* Task goal *
Give the number of lines below that contain the string "data", and no other text.

* Saved entries *
pub mod configuration;
pub mod credentials;
pub mod dispatch;

use crate::logging::TraceId;
use crate::state::AppState;
use axum::extract::{Extension, State};
use axum::http::StatusCode;
use axum::response::{IntoResponse, Response};
use axum::Json;
use chrono::Utc;
use serde::Serialize;
use serde_json::Value;
use utoipa::ToSchema;
use utoipa_axum::{router::OpenApiRouter, routes};

/// API 错误响应
#[derive(Serialize, ToSchema)]
pub struct ApiError {
    /// 错误码
    pub err_code: i32,
    /// 错误信息
    pub err_msg: String,
    /// 链路追踪 ID（默认空字符串）
    pub trace_id: String,
}

/// API 统一响应包裹
#[derive(Serialize)]
pub struct ApiResponse<T>
where
    T: Serialize,
{
    /// 错误码（成功时为 0）
    pub err_code: i32,
    /// 错误信息（成功时为 success）
    pub err_msg: String,
    /// 链路追踪 ID（默认空字符串）
    pub trace_id: String,
    /// 业务数据（有数据时返回）
    pub data: Option<T>,
}

pub fn success_response<T>(status: StatusCode, trace_id: &str, data: T) -> Response
where
    T: Serialize,
{
    (
        status,
        Json(ApiResponse {
            err_code: 0,
            err_msg: "success".to_string(),
            trace_id: trace_id.to_string(),
            data: Some(data),
        }),
    )
        .into_response()
}

pub fn success_empty_response(status: StatusCode, trace_id: &str, msg: &str) -> Response {
    (
        status,
        Json(ApiResponse::<Value> {
            err_code: 0,
            err_msg: msg.to_string(),
            trace_id: trace_id.to_string(),
            data: None,
        }),
    )
        .into_response()
}

fn to_custom_error_code(code: &str) -> i32 {
    match code {
        "bad_request" => 1001,
        "unauthorized" => 1002,
        "not_found" => 1004,
        "conflict" => 1005,
        "app_id_missing" => 1008,
        "app_id_invalid" => 1009,
        "unknown_channel" => 1101,
        "unknown_role" => 1102,
        "invalid_field" => 1103,
        "invalid_config" => 1104,
        "internal_error" => 1500,
        _ => 1999,
    }
}

pub fn error_response(status: StatusCode, trace_id: &str, code: &str, msg: &str) -> Response {
    (
        status,
        Json(ApiResponse::<Value> {
            err_code: to_custom_error_code(code),
            err_msg: msg.to_string(),
            trace_id: trace_id.to_string(),
            data: None,
        }),
    )
        .into_response()
}

/// 健康检查响应
#[derive(Serialize, ToSchema)]
struct HealthResponse {
    /// 服务版本号
    version: String,
    /// 运行时长（秒）
    uptime_secs: i64,
    /// 事件目录中的事件数量
    event_count: usize,
    /// 模板数量
    template_count: usize,
}

/// 获取服务健康状态。
/// 鉴权：无需 Token，但需要 rp-app-id 请求头（如果在配置中启用）。
#[utoipa::path(
    get,
    path = "/v1/health",
    tag = "Health",
    security(("app_id_auth" = [])),
    responses(
        (status = 200, description = "服务健康状态", body = HealthResponse),
        (status = 403, description = "缺少或无效的 rp-app-id", body = ApiError)
    )
)]
async fn health(
    Extension(trace_id): Extension<TraceId>,
    State(state): State<AppState>,
) -> impl IntoResponse {
    let uptime = (Utc::now() - state.start_time).num_seconds();
    let (event_count, template_count) = {
        let catalog = state.catalog.read().unwrap_or_else(|p| p.into_inner());
        (catalog.events().len(), catalog.templates().len())
    };
    success_response(
        StatusCode::OK,
        &trace_id,
        HealthResponse {
            version: env!("CARGO_PKG_VERSION").to_string(),
            uptime_secs: uptime,
            event_count,
            template_count,
        },
    )
}

pub fn public_routes() -> OpenApiRouter<AppState> {
    OpenApiRouter::new().routes(routes!(health))
}

pub fn notification_routes() -> OpenApiRouter<AppState> {
    OpenApiRouter::new()
        .merge(configuration::configuration_routes())
        .merge(credentials::credential_routes())
        .merge(dispatch::dispatch_routes())
}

* Result *
5